Pigeon voyageur cherche un Nid en 1931

Le sous-ministre de la colonisation L. A. Richard, le peintre Horatio Walker, le surintendant des parcs J. C. Garneau et le sous-ministre de la province Charles-Joseph Simard et leurs prises
Canadian National Railways, vers 1930
BAnQ P428,S3,SS1,D32,P3

Comment un sous-ministre astucieux réussira-t-il à importer un totem de Colombie-Britannique à Charlesbourg, alors que cela n’est pas permis? Tout un réseau d’influenceurs se mettra à l’oeuvre.

Un pêcheur qu’on honore

Tentons de voir qui était le sous-ministre Louis-Arthur Richard, à travers quelques traits de sa personnalité. C’est lui qui sera à l’origine de l’arrivée du Nid de l’Aigle à Québec. En haut de page, c’est au Lac Bayon du parc national des Laurentides qu’a lieu ce voyage de pêche. Richard est en compagnie du peintre Horatio Walker, membre du Groupe des Sept et du Canadian Art Club. Walker aime bien peindre la vie des habitants de l’Île d’Orléans et Richard entretient avec lui une relation cordiale.

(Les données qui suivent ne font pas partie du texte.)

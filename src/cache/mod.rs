//! Cache Module
//!
//! Provides the concurrent value store, the expiry index, and the
//! `TimeCache` facade that keeps them in step.

mod deadline;
mod stats;
mod store;

#[cfg(test)]
mod property_tests;

// Re-export public types
pub use deadline::current_timestamp_secs;
pub use stats::CacheStats;
pub use store::TimeCache;

pub(crate) use store::CacheInner;
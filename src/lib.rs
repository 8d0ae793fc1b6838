//! Timecache - A thread-safe in-memory cache with sliding TTL expiration
//!
//! Values live in a concurrent map; a separate expiry index tracks each key's
//! next eviction deadline. Every hit pushes the deadline forward by one TTL, and
//! a background sweeper reclaims keys nobody has touched for a full TTL.

pub mod cache;
pub mod config;
pub mod error;
pub mod tasks;

pub use cache::{CacheStats, TimeCache};
pub use config::CacheConfig;
pub use error::{CacheError, Result};
pub use tasks::SweeperHandle;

Hommage des chefs indiens au sous-ministre L.A. Richard
Neuville Bazin, 1948 – BAnQ –E6,S7,SS1,P61361

Dans la seconde photo prise en 1948, il reçoit un document honorifique; il entretient de bons contacts avec le peuple autochtone. L’article « Les Cris rendent hommage à M. Louis-Arthur Richard », paru dans le journal La Presse du samedi 10 janvier, démontre bien comme son intérêt pour la protection de la faune a été apprécié de leur part.

Fac-similé – journal La Presse – samedi le 10 janvier
BAnQ – Collection patrimoniale

On souligne sa contribution à l’organisation des sanctuaires pour l’élevage des castors, dans les « solitudes du nord ». Elle se concrétise par 4 arrêtés en Conseil (37 à 40) dans la Gazette officielle du Québec (1946-09-14 : 2454). Comme on indique qu’il contribue à la protection des castors depuis 15 ans, on comprend qu’il appuie cette cause depuis 1933 , ce qui remonte à l’époque de l’ouverture du Jardin zoologique et de la Ferme expérimentale à Charlesbourg.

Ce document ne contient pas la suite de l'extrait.